══ PROVIDED DATA ══
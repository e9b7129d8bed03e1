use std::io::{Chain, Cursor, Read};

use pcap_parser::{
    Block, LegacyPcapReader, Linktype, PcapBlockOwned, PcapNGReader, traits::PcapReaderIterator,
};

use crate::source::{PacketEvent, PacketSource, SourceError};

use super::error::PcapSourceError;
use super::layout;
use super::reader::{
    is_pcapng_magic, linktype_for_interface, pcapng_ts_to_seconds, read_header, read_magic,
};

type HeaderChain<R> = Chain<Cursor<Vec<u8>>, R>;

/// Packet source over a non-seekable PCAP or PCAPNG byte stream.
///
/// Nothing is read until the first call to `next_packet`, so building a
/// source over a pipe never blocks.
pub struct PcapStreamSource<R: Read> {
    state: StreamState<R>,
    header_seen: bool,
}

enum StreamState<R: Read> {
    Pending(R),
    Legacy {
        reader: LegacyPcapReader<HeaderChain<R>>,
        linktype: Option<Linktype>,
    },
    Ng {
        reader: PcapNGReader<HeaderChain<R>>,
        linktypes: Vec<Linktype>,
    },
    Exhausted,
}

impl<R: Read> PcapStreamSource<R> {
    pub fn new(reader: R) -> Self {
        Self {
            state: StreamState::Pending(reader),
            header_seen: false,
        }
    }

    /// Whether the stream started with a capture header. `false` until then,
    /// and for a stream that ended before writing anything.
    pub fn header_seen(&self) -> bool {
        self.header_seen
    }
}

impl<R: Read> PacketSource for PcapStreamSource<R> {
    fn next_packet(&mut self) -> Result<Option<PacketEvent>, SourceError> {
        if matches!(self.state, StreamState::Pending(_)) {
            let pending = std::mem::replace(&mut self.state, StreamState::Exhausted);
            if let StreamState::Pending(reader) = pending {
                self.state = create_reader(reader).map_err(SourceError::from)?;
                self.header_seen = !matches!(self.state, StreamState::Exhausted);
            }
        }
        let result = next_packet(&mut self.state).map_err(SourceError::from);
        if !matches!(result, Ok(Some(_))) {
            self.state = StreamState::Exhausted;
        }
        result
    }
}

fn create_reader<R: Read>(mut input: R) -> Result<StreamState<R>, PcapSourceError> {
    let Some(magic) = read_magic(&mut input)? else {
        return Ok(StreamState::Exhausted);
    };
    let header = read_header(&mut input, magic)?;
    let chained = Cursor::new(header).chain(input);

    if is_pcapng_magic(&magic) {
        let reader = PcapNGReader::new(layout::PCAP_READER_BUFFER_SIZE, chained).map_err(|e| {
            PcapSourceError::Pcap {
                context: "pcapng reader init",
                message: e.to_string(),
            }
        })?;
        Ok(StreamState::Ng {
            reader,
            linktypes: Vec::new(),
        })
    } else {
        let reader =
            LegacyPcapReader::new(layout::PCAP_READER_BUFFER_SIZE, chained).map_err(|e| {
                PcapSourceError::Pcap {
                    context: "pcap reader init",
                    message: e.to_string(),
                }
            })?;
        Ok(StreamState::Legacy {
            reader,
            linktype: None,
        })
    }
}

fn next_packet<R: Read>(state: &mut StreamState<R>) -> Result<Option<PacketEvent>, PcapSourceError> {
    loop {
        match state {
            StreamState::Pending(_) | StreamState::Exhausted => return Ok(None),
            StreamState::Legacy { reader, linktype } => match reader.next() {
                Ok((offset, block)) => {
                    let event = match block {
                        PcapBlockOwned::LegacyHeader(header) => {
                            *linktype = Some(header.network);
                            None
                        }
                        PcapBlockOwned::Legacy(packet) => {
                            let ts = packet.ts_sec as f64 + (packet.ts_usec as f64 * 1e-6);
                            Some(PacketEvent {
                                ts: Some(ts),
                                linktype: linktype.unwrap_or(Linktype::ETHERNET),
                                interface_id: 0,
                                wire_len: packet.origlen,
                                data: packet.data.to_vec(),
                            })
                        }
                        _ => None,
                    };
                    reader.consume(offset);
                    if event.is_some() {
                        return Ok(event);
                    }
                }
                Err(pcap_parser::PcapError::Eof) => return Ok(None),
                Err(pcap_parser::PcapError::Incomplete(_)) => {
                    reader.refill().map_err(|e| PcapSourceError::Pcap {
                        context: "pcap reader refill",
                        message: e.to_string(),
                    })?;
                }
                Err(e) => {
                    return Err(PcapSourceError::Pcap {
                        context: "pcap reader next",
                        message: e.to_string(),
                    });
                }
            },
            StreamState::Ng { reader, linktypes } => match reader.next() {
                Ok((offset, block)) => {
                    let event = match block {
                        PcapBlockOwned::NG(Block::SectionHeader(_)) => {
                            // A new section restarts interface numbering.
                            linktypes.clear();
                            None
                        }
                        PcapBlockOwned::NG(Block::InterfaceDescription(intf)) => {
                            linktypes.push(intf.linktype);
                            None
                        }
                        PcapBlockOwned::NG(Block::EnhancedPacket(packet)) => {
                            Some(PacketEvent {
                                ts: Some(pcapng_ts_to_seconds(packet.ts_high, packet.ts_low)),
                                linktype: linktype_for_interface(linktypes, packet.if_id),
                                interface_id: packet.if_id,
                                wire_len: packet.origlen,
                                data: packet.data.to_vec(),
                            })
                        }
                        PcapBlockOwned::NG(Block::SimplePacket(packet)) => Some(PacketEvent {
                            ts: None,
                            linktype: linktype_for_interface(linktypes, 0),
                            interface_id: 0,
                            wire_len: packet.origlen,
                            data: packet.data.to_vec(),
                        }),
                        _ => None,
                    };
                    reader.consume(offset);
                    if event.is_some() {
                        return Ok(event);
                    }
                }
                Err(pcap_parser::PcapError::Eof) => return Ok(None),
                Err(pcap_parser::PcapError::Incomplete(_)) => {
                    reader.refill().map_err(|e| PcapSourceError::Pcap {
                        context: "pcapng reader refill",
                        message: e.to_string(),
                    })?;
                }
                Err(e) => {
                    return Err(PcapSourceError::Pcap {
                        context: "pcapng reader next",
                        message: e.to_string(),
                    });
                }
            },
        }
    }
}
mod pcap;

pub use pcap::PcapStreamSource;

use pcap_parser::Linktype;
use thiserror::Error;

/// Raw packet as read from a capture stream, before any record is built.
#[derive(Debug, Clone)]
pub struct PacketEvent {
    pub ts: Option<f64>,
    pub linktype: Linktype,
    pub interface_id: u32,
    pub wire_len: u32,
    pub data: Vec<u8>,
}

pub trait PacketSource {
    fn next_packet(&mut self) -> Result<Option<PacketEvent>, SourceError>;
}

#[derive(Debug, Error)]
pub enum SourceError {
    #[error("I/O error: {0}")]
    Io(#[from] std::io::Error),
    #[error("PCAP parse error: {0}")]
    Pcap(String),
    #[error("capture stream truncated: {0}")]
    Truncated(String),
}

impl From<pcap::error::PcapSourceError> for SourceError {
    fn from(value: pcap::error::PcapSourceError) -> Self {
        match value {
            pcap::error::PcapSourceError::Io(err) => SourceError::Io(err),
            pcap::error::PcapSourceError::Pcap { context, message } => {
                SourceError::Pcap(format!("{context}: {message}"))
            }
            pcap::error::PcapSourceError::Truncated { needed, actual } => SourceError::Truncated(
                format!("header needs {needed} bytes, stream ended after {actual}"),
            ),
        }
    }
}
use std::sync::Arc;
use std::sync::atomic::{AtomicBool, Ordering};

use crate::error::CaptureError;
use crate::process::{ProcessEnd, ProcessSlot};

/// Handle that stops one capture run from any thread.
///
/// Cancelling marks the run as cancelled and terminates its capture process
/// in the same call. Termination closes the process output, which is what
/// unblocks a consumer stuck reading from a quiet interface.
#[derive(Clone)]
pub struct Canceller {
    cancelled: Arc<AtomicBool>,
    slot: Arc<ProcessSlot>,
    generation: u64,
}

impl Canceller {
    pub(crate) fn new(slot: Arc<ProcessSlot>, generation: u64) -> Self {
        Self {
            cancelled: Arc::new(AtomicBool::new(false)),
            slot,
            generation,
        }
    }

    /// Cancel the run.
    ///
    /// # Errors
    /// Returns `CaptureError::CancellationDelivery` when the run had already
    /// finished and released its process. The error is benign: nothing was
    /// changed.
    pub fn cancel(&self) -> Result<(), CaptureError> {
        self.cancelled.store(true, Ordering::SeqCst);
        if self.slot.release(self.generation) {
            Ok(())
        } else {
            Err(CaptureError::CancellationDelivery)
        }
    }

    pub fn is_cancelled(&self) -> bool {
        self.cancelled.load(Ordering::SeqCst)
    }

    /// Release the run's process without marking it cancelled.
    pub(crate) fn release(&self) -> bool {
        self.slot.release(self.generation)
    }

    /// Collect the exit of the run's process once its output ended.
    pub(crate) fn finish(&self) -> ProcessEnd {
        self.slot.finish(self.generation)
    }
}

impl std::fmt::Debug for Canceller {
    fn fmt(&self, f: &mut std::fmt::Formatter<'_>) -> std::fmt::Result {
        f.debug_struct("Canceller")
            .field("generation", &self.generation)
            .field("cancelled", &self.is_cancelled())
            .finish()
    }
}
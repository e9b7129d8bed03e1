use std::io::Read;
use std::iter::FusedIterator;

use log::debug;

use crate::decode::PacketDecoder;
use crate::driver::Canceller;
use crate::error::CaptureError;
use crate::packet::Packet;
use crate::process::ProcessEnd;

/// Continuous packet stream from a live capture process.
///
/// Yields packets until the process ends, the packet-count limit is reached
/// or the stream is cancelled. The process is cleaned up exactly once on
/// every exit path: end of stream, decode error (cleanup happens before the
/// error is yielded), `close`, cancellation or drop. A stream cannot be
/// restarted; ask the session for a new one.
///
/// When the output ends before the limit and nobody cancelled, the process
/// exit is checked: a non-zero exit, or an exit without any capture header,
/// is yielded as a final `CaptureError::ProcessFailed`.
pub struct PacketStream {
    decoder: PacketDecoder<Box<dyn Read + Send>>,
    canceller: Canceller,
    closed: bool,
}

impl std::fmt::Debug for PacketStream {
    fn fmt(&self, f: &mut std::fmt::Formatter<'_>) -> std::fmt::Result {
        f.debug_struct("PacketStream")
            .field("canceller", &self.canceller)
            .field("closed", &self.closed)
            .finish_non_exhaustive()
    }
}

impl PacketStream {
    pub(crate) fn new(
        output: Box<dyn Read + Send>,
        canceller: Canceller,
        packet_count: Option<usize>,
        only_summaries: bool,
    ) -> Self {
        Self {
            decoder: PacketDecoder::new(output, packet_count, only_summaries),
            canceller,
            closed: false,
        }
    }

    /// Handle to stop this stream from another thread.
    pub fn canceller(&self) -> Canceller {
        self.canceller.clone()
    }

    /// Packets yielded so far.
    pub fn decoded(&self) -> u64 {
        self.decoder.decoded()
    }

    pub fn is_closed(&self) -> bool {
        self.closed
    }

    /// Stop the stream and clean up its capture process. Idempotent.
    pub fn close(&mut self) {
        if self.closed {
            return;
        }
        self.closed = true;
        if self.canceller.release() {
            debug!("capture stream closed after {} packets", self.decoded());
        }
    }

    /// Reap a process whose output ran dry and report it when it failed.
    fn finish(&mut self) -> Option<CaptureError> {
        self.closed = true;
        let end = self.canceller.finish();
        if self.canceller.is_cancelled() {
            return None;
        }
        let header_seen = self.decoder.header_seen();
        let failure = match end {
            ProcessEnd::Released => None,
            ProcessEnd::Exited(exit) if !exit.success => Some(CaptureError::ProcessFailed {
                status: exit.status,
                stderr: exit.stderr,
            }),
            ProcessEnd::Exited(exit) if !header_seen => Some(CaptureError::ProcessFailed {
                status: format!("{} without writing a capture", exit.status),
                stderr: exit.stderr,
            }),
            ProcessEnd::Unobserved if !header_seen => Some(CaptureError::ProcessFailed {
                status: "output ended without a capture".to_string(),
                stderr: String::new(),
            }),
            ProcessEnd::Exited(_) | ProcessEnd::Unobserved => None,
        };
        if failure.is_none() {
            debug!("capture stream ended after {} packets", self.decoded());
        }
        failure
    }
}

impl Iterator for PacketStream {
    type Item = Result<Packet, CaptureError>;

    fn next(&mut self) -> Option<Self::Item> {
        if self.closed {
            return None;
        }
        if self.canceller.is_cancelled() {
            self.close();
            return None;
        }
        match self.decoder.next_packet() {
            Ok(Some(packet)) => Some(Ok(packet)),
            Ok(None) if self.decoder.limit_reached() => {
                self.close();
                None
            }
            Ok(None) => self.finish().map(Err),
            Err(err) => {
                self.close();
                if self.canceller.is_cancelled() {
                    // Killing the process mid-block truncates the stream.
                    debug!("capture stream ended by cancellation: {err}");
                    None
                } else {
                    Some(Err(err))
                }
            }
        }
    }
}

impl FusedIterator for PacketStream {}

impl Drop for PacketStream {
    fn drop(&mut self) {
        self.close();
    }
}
═══
_TASK TO COMPLETE_. Your response should be the lines of the entries above that include the string "until".

_WRITTEN SOLUTION_.
/// Nothing is read until the first call to `next_packet`, so building a
    /// Whether the stream started with a capture header. `false` until then,
/// Yields packets until the process ends, the packet-count limit is reached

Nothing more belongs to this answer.